Even King James decried the use of tobacco, to the extent that he published a rather  grumpy pamphlet entited A Counterblaste to Tobacco, where he compares the spread of the 'herb’ to syphilis, ascribes its use to “wild, god-less and slavish Indians”, and calls smoking “filthy abuse” and a “vile custom.” He summarily raised the taxes on tobacco a sobering 4000%.

Taxes aside, the English demand for tobacco, which was the highest throughout Europe, had another serious problem- its availability. By the late 1500’s, not a single English tobacco plantation existed in the New World, which meant the entire economy tenuously relied on trade, smuggling, or capture of vessels bound to Portugal or Spain from Central or South America. This, of course, increased the price drastically, and proved to be one of the dominant factors in the move towards establishing an English colony in the Americas.

So, skip ahead a few years to Jamestown.  Things weren’t looking too good for the new settlement in the Chesapeake. The tiny, struggling colony on a malarial spit of marsh on the James River was comprised of a motley and ill-suited crew of laborers, tradesmen, and gentry. Far from producing gold, silk, or lumber, the way the Virgina Company had hoped, the majority would die in the first two years of things like starvation, toothache, bilious fevers (dysentery), ague (malaria), and the rapacious Indian arrow.  (Jamestown had been unfortunately established in a drought period and as a result, the Indians quickly grew tired of supplying food for the ever-demanding Englishmen. John Smith would famously attempt Machiavellian negotiations, with mixed results). Farming anything in those early years was pretty much out of the question. But the English were loathe to abandon an investment, and by 1612, several ships of new settlers had come to infuse the hardscrabble colony with relief bodies. On one of those ships, laden with the wealthy, poor, and above all, desperate,  were some tiny tobacco seeds from the Carribbean.

     

Tobacco is a notoriously hard crop to cultivate. Producing that crumbly, aromatic dried leaf means a year of hard labor, with painstakingly exact work at 16 steps throughout the process. As the colonists around him hunted for fool’s gold, mistaking it for the real thing, or prepared shipments of sassafras root for export to England as a “cure” for veneral disease, John Rolfe toiled over his tobacco plants, spending four years perfecting the cultivation and curing of his “sot weed”. By 1613, Rolfe was able to send his Jamestown tobacco back to England, where it was noted for its delicacy and aroma. By 1617, the trend had spread. The colony’s new governor arrived to find, “only five or six houses, the Church downe, the palisades broken, the Well of fresh water spoiled (but) the market-place, and streets, and all other spare places planted with Tobacco.”

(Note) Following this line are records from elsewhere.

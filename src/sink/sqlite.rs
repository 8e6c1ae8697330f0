//! SQLite-backed [`ResultSink`].
//!
//! Each result is one `doi_fulltext` row plus its ordered `doi_attempts`,
//! written in a single transaction. Reruns replace both, except that a stored
//! document is never replaced by a failure.

use std::collections::HashMap;
use std::time::Duration;

use async_trait::async_trait;
use tracing::{debug, instrument};

use crate::db::Database;
use crate::doi::Doi;
use crate::workflow::{FinalStatus, ResolutionResult};

use super::{ResultSink, SinkError};

/// Stores results and learned crawl delays in SQLite.
#[derive(Debug, Clone)]
pub struct SqliteSink {
    db: Database,
}

fn to_i64(value: usize) -> i64 {
    i64::try_from(value).unwrap_or(i64::MAX)
}

impl SqliteSink {
    /// Wraps an open database.
    #[must_use]
    pub fn new(db: Database) -> Self {
        Self { db }
    }

    /// Returns the underlying database.
    #[must_use]
    pub fn database(&self) -> &Database {
        &self.db
    }

    /// Returns every DOI with a stored document.
    ///
    /// # Errors
    ///
    /// Returns [`SinkError::Database`] if the query fails.
    pub async fn resolved_dois(&self) -> Result<Vec<Doi>, SinkError> {
        let rows: Vec<(String,)> =
            sqlx::query_as("SELECT doi FROM doi_fulltext WHERE status = 'resolved'")
                .fetch_all(self.db.pool())
                .await?;
        Ok(rows
            .into_iter()
            .filter_map(|(raw,)| Doi::parse(&raw).ok())
            .collect())
    }

    /// Returns the stored status label for `doi`, if it has a row.
    ///
    /// # Errors
    ///
    /// Returns [`SinkError::Database`] if the query fails.
    pub async fn status_of(&self, doi: &Doi) -> Result<Option<String>, SinkError> {
        let row: Option<(String,)> = sqlx::query_as("SELECT status FROM doi_fulltext WHERE doi = ?")
            .bind(doi.as_str())
            .fetch_optional(self.db.pool())
            .await?;
        Ok(row.map(|(status,)| status))
    }

    /// Loads crawl delays saved by earlier runs.
    ///
    /// # Errors
    ///
    /// Returns [`SinkError::Database`] if the query fails.
    pub async fn load_crawl_delays(&self) -> Result<Vec<(String, Duration)>, SinkError> {
        let rows: Vec<(String, i64)> = sqlx::query_as("SELECT host, interval_ms FROM crawl_delays")
            .fetch_all(self.db.pool())
            .await?;
        Ok(rows
            .into_iter()
            .map(|(host, ms)| (host, Duration::from_millis(u64::try_from(ms).unwrap_or(0))))
            .collect())
    }

    /// Saves learned crawl delays, keeping the larger of stored and new values.
    ///
    /// # Errors
    ///
    /// Returns [`SinkError::Database`] if a write fails.
    #[instrument(skip_all, fields(hosts = intervals.len()))]
    pub async fn save_crawl_delays(
        &self,
        intervals: &HashMap<String, Duration>,
    ) -> Result<(), SinkError> {
        let mut tx = self.db.pool().begin().await?;
        for (host, interval) in intervals {
            let interval_ms = i64::try_from(interval.as_millis()).unwrap_or(i64::MAX);
            sqlx::query(
                r"INSERT INTO crawl_delays (host, interval_ms) VALUES (?, ?)
                  ON CONFLICT(host) DO UPDATE SET
                      interval_ms = MAX(interval_ms, excluded.interval_ms),
                      updated_at = datetime('now')",
            )
            .bind(host)
            .bind(interval_ms)
            .execute(&mut *tx)
            .await?;
        }
        tx.commit().await?;
        debug!("saved crawl delays");
        Ok(())
    }
}

#[async_trait]
impl ResultSink for SqliteSink {
    #[instrument(skip_all, fields(doi = %result.doi, status = %result.final_status))]
    async fn record(&self, result: &ResolutionResult) -> Result<(), SinkError> {
        let mut tx = self.db.pool().begin().await?;

        let existing: Option<(String,)> =
            sqlx::query_as("SELECT status FROM doi_fulltext WHERE doi = ?")
                .bind(result.doi.as_str())
                .fetch_optional(&mut *tx)
                .await?;
        if existing.is_some_and(|(status,)| status == "resolved") && !result.is_resolved() {
            debug!("keeping previously stored document");
            tx.rollback().await?;
            return Ok(());
        }

        let last = result.attempts.last();
        let http_status = last.and_then(|a| a.http_status).map(i64::from);
        let content_type = last.and_then(|a| a.content_type.clone());

        let (url, source_kind, format, content) = match &result.final_status {
            FinalStatus::Resolved {
                candidate,
                url,
                format,
                payload,
            } => (
                Some(url.as_str()),
                Some(candidate.kind.as_str()),
                Some(format.as_str()),
                Some(payload.as_slice()),
            ),
            FinalStatus::Exhausted | FinalStatus::Error(_) => (None, None, None, None),
        };
        let content_length = to_i64(content.map_or(0, <[u8]>::len));

        sqlx::query(
            r"INSERT INTO doi_fulltext (
                doi, status, url, source_kind, http_status, content_type,
                format, content, content_length, attempt_count, error
              ) VALUES (?, ?, ?, ?, ?, ?, ?, ?, ?, ?, ?)
              ON CONFLICT(doi) DO UPDATE SET
                status = excluded.status,
                url = excluded.url,
                source_kind = excluded.source_kind,
                http_status = excluded.http_status,
                content_type = excluded.content_type,
                format = excluded.format,
                content = excluded.content,
                content_length = excluded.content_length,
                attempt_count = excluded.attempt_count,
                error = excluded.error,
                updated_at = datetime('now')",
        )
        .bind(result.doi.as_str())
        .bind(result.final_status.as_str())
        .bind(url)
        .bind(source_kind)
        .bind(http_status)
        .bind(content_type)
        .bind(format)
        .bind(content)
        .bind(content_length)
        .bind(to_i64(result.attempts.len()))
        .bind(result.error_detail())
        .execute(&mut *tx)
        .await?;

        sqlx::query("DELETE FROM doi_attempts WHERE doi = ?")
            .bind(result.doi.as_str())
            .execute(&mut *tx)
            .await?;

        for (seq, attempt) in result.attempts.iter().enumerate() {
            sqlx::query(
                r"INSERT INTO doi_attempts (
                    doi, seq, candidate, source_kind, url, attempt,
                    status, http_status, content_type, detail
                  ) VALUES (?, ?, ?, ?, ?, ?, ?, ?, ?, ?)",
            )
            .bind(result.doi.as_str())
            .bind(to_i64(seq))
            .bind(to_i64(attempt.candidate.priority))
            .bind(attempt.candidate.kind.as_str())
            .bind(attempt.url.as_str())
            .bind(i64::from(attempt.attempt))
            .bind(attempt.status.as_str())
            .bind(attempt.http_status.map(i64::from))
            .bind(attempt.content_type.as_deref())
            .bind(attempt.detail.as_deref())
            .execute(&mut *tx)
            .await?;
        }

        tx.commit().await?;
        debug!(attempts = result.attempts.len(), "result stored");
        Ok(())
    }
}

#[cfg(test)]
#[allow(clippy::unwrap_used)]
mod tests {
    use super::*;
    use crate::fetch::{DocumentFormat, FetchOutcome, FetchStatus};
    use crate::resolver::{CandidateSource, SourceKind};
    use crate::workflow::WorkflowError;

    async fn sink() -> SqliteSink {
        SqliteSink::new(Database::new_in_memory().await.unwrap())
    }

    fn doi() -> Doi {
        Doi::parse("10.1234/example").unwrap()
    }

    fn resolved() -> ResolutionResult {
        let publisher = CandidateSource::new("https://a.example/x", SourceKind::Publisher, 0);
        let oa = CandidateSource::new("https://b.example/x.pdf", SourceKind::OpenAccess, 1);
        ResolutionResult {
            doi: doi(),
            final_status: FinalStatus::Resolved {
                candidate: oa.clone(),
                url: oa.url.clone(),
                format: DocumentFormat::Pdf,
                payload: b"%PDF-1.7".to_vec(),
            },
            attempts: vec![
                FetchOutcome::failure(&publisher, &publisher.url, FetchStatus::AccessDenied, "HTTP 403")
                    .with_http_status(403),
                FetchOutcome {
                    payload: None,
                    ..FetchOutcome::success(&oa, &oa.url, DocumentFormat::Pdf, Vec::new())
                }
                .with_http_status(200)
                .with_content_type(Some("application/pdf".to_string())),
            ],
        }
    }

    #[tokio::test]
    async fn test_record_resolved_with_attempts() {
        let sink = sink().await;
        sink.record(&resolved()).await.unwrap();

        let (status, kind, content, attempts): (String, String, Vec<u8>, i64) = sqlx::query_as(
            "SELECT status, source_kind, content, attempt_count FROM doi_fulltext WHERE doi = ?",
        )
        .bind("10.1234/example")
        .fetch_one(sink.database().pool())
        .await
        .unwrap();
        assert_eq!(status, "resolved");
        assert_eq!(kind, "open_access");
        assert_eq!(content, b"%PDF-1.7");
        assert_eq!(attempts, 2);

        let rows: Vec<(i64, String)> =
            sqlx::query_as("SELECT seq, status FROM doi_attempts WHERE doi = ? ORDER BY seq")
                .bind("10.1234/example")
                .fetch_all(sink.database().pool())
                .await
                .unwrap();
        assert_eq!(
            rows,
            vec![
                (0, "access_denied".to_string()),
                (1, "success".to_string())
            ]
        );
    }

    #[tokio::test]
    async fn test_rerun_upserts() {
        let sink = sink().await;
        let exhausted = ResolutionResult {
            doi: doi(),
            final_status: FinalStatus::Exhausted,
            attempts: Vec::new(),
        };
        sink.record(&exhausted).await.unwrap();
        assert_eq!(sink.status_of(&doi()).await.unwrap().as_deref(), Some("exhausted"));

        sink.record(&resolved()).await.unwrap();
        assert_eq!(sink.status_of(&doi()).await.unwrap().as_deref(), Some("resolved"));
        assert_eq!(sink.resolved_dois().await.unwrap(), vec![doi()]);
    }

    #[tokio::test]
    async fn test_failure_does_not_replace_document() {
        let sink = sink().await;
        sink.record(&resolved()).await.unwrap();
        sink.record(&ResolutionResult::error(doi(), WorkflowError::Cancelled, Vec::new()))
            .await
            .unwrap();
        assert_eq!(sink.status_of(&doi()).await.unwrap().as_deref(), Some("resolved"));
    }

    #[tokio::test]
    async fn test_error_detail_stored() {
        let sink = sink().await;
        sink.record(&ResolutionResult::error(doi(), WorkflowError::Cancelled, Vec::new()))
            .await
            .unwrap();
        let (error,): (Option<String>,) =
            sqlx::query_as("SELECT error FROM doi_fulltext WHERE doi = ?")
                .bind("10.1234/example")
                .fetch_one(sink.database().pool())
                .await
                .unwrap();
        assert_eq!(error.as_deref(), Some("cancelled"));
    }

    #[tokio::test]
    async fn test_crawl_delays_keep_larger() {
        let sink = sink().await;
        let mut delays = HashMap::new();
        delays.insert("slow.example".to_string(), Duration::from_secs(5));
        sink.save_crawl_delays(&delays).await.unwrap();

        delays.insert("slow.example".to_string(), Duration::from_secs(2));
        delays.insert("other.example".to_string(), Duration::from_millis(1500));
        sink.save_crawl_delays(&delays).await.unwrap();

        let mut loaded = sink.load_crawl_delays().await.unwrap();
        loaded.sort();
        assert_eq!(
            loaded,
            vec![
                ("other.example".to_string(), Duration::from_millis(1500)),
                ("slow.example".to_string(), Duration::from_secs(5)),
            ]
        );
    }
}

From there, tobacco continued to spread its verdant, stimulating leaves throughout the Chesapeake. Forests were felled to make room for the egg-carton shaped fields. The first boatload of African slaves were brought over in 1619 to work the clay hummocks of tobacco land . Even today, the dead continue to speak of the insatiable English demand for tidewater tobacco. A man’s skeleton, dated to the middle of the 1600’s, was recently found along the Patuxent River. Estimated to be between 25 and 29 years of age, the man’s teeth were crenelated like castle fortification, pierced over time by the stem of his tobacco pipe.